#### Listed records
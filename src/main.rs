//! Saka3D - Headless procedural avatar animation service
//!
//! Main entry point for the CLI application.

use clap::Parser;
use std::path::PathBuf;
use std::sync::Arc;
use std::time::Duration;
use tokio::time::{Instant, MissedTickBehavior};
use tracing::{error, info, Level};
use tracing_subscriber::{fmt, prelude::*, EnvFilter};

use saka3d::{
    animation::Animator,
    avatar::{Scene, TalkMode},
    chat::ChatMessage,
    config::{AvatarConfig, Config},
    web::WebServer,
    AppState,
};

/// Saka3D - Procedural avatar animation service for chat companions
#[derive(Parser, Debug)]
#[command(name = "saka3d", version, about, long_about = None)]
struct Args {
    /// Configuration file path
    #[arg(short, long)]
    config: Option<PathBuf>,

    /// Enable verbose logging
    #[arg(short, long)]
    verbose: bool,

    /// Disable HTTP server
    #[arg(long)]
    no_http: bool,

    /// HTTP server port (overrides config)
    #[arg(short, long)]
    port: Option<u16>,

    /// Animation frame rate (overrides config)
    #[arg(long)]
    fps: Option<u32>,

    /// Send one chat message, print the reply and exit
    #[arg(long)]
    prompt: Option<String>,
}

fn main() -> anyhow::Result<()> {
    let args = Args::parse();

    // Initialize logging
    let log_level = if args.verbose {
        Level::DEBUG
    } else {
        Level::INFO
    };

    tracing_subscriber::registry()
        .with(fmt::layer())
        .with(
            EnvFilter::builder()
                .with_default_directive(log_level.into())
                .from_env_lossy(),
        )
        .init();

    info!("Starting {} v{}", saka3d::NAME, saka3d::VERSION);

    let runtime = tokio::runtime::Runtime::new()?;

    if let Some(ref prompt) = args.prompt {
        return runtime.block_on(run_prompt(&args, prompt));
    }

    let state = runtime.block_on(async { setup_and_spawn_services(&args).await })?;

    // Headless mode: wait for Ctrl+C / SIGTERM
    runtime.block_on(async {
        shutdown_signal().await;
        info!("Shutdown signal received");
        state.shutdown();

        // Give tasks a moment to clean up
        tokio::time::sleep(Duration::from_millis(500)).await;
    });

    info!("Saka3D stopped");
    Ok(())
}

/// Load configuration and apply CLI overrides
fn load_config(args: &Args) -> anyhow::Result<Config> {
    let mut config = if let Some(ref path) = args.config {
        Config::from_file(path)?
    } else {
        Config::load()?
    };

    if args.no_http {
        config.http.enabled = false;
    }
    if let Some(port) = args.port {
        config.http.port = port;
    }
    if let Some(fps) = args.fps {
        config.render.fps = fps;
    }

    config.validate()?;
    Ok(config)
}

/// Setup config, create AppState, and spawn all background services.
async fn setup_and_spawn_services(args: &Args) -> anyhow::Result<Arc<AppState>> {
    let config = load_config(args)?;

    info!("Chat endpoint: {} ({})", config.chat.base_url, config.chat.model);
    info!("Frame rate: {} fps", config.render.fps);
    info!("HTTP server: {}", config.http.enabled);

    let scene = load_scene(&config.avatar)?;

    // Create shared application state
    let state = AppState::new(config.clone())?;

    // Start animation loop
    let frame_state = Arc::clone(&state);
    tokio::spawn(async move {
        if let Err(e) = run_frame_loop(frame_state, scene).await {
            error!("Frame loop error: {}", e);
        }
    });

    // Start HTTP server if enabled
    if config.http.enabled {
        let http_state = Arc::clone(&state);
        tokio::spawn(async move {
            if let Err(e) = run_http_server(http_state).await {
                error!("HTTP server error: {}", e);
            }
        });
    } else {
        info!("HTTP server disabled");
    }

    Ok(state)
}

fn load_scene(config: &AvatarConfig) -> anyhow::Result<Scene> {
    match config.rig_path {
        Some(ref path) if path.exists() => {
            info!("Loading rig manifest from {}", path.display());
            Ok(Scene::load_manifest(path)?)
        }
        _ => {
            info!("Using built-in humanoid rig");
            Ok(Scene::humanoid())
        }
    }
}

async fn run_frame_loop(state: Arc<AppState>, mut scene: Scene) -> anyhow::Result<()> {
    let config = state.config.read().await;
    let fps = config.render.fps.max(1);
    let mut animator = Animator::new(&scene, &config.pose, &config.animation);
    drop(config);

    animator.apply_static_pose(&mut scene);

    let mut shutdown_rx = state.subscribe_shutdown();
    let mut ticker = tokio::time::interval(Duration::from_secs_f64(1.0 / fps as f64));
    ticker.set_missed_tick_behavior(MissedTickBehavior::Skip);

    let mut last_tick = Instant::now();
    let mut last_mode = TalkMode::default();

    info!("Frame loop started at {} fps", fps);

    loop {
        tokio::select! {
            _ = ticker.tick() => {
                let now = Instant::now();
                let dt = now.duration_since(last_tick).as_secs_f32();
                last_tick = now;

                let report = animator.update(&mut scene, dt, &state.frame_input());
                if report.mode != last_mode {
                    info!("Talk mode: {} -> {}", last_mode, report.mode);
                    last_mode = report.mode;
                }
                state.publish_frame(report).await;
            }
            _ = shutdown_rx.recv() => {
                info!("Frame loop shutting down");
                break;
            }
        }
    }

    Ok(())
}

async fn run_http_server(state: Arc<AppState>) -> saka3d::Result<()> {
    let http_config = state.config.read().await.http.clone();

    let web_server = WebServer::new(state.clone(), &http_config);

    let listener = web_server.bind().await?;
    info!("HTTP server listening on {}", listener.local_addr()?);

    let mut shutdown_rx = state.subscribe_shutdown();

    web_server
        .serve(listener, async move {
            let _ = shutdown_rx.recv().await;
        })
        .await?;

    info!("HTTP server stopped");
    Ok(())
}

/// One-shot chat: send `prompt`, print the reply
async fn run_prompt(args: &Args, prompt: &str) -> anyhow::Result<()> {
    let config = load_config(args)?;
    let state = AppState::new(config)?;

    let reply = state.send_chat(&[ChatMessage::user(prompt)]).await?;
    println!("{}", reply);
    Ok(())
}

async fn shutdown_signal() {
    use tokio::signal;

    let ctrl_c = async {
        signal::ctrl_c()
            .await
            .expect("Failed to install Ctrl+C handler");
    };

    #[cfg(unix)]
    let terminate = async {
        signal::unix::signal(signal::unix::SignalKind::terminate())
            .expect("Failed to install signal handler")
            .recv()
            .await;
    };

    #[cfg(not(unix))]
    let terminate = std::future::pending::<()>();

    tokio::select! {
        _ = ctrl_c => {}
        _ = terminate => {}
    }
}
########
#### Listed records
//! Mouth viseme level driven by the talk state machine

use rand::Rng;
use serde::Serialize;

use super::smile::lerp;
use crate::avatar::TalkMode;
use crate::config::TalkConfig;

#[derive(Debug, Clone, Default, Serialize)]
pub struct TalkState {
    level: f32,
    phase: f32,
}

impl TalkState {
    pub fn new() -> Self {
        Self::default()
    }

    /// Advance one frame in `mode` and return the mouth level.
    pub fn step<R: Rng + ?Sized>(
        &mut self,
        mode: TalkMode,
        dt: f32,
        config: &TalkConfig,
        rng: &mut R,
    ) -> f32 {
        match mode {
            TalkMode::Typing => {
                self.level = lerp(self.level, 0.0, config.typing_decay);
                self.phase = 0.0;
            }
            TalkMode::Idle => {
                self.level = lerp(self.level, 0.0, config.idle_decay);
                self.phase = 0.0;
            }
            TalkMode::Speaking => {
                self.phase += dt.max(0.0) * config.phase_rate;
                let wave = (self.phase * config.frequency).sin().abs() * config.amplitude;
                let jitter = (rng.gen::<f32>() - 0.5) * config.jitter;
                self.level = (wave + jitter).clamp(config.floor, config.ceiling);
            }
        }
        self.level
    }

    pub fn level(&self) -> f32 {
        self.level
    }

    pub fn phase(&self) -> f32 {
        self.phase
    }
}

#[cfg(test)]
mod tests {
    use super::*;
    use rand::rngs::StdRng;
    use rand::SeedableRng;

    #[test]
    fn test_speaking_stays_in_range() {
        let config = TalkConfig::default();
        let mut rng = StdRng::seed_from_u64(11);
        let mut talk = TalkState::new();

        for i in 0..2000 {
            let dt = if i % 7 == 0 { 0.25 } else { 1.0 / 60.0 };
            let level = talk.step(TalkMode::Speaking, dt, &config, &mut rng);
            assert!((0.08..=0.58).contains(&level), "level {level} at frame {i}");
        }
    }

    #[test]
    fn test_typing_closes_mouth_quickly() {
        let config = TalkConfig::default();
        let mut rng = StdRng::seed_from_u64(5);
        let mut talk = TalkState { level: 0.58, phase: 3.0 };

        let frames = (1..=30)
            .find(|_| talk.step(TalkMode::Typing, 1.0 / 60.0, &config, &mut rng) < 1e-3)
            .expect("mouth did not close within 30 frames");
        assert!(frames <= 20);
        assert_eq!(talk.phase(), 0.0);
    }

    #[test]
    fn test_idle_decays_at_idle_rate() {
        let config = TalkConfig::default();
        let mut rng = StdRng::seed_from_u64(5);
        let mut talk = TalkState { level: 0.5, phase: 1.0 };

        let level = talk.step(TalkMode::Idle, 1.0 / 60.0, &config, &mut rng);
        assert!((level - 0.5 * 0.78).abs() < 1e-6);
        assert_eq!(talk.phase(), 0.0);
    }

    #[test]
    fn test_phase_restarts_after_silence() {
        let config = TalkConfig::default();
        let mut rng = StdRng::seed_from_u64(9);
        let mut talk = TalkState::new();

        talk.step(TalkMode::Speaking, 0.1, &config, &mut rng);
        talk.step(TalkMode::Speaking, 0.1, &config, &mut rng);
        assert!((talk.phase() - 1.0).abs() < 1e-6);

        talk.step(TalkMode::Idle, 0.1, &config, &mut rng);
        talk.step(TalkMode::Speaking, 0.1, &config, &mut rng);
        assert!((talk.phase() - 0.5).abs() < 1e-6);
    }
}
########
#### Listed records
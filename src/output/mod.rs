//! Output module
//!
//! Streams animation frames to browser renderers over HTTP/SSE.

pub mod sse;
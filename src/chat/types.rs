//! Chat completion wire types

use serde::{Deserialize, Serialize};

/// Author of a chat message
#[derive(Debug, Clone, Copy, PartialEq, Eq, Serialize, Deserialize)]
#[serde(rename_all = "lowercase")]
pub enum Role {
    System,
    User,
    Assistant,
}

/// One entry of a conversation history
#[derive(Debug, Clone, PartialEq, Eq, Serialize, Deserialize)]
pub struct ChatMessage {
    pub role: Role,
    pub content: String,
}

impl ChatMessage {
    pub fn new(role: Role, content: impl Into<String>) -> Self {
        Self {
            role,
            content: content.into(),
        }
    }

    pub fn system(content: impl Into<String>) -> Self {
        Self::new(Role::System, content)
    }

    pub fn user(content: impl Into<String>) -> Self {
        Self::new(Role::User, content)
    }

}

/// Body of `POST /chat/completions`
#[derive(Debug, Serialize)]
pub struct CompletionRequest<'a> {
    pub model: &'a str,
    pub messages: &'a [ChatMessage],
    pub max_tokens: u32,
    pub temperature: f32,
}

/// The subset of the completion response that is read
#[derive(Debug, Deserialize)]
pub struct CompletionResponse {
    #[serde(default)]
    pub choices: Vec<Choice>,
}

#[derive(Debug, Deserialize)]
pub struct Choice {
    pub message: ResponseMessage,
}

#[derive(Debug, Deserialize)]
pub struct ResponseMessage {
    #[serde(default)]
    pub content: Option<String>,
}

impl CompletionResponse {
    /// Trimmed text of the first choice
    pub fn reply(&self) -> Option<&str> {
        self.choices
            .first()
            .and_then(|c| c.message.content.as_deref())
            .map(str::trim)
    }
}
########
**Exercise directions**
Of the lines in the data, report each one containing the string "error".

**Solution**
use tracing::{error, info, Level};
            error!("Frame loop error: {}", e);
                error!("HTTP server error: {}", e);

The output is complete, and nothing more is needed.